Mitchell Joannes: 1848-1931Posted November 3, 2020
You’ve heard the old expression, “From Rags to Riches,” describing someone who came from a humble beginning to acquiring great wealth. My family story is a rags to riches story. I’m one of the Joannes brothers…Mitchell.
My father and mother along with my 7 siblings and I emigrated here from Belgium in 1856, poor, but with the intention to own land, farm and better ourselves. Unfortunately, within the first year, my father fell through the ice on the Fox River and drowned, leaving my mother to fend for herself and her 8 children.
We older boys, Charles (14), William (13), myself (10), and Thomas (9) left home to work and earn money doing various jobs…farm hand, clerking, etc. By the time we were in our early to mid twenties, we decided collectively we had learned many skills and could apply those skills to a business. So we opened a retail grocery business. Surviving the crash of 1873, our business grew and by 1884 we were a major wholesale business servicing retailers, not only in Green Bay, but throughout the midwest. Our location on Washington St. was ideal for shipping by rail, road and ship. I remained President of the Joannes Brothers Co. until 1923 when my son, Harold, took the reins. By then my brothers were retired too. Even though I retired, I still maintained an interest and presence at the company.

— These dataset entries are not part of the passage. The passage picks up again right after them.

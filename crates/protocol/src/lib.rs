//! Protocol library for usb-print-bridge
//!
//! This crate defines the request/response surface of the bridge: the
//! operations a front end may call, their arguments, their results and the
//! error codes they fail with. Messages travel as JSON, one per line.
//!
//! # Example
//!
//! ```
//! use protocol::{Request, DeviceArgs, decode_call, encode_call};
//!
//! let request = Request::Connect(DeviceArgs::new(0x04b8, 0x0202));
//! let line = encode_call(&request.to_call().unwrap()).unwrap();
//!
//! let decoded = Request::try_from(decode_call(&line).unwrap()).unwrap();
//! assert_eq!(decoded, request);
//! ```

pub mod codec;
pub mod error;
pub mod messages;
pub mod types;

pub use codec::{MAX_LINE_SIZE, decode_call, decode_response, encode_call, encode_response};
pub use error::{ProtocolError, Result};
pub use messages::{DeviceArgs, MethodCall, PrintArgs, Request, Response, ResponseValue};
pub use types::{DeviceSummary, ErrorCode, MethodError};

As I accumulated wealth, I felt an obligation to the Green Bay community and served as director of Citizens National Bank, the Green Bay Water Works, the Green Bay Planing Mill and the Green Bay Pickle Factory. I was also an alderman on the city council. My greatest joy was being one of the original contributors to the Green Bay YMCA. In 1923 we initiated a campaign to raise money for a YMCA to be built on the corner of Pine and Jefferson streets. I pledged $50,000 towards the $425,000 needed. I felt so strongly that the city needed a place for boys and young men to go rather than saloons that I was willing to invest time and money to such a worthy organization. Thomas, Charles and I also donated about 40 acres of land to the city to be used for a park. I understand that park is still used today.
My “Rags to Riches” story ended in December of 1931. I had been ill for about a year, critically the last 6 weeks of my life. I passed with my children at my side.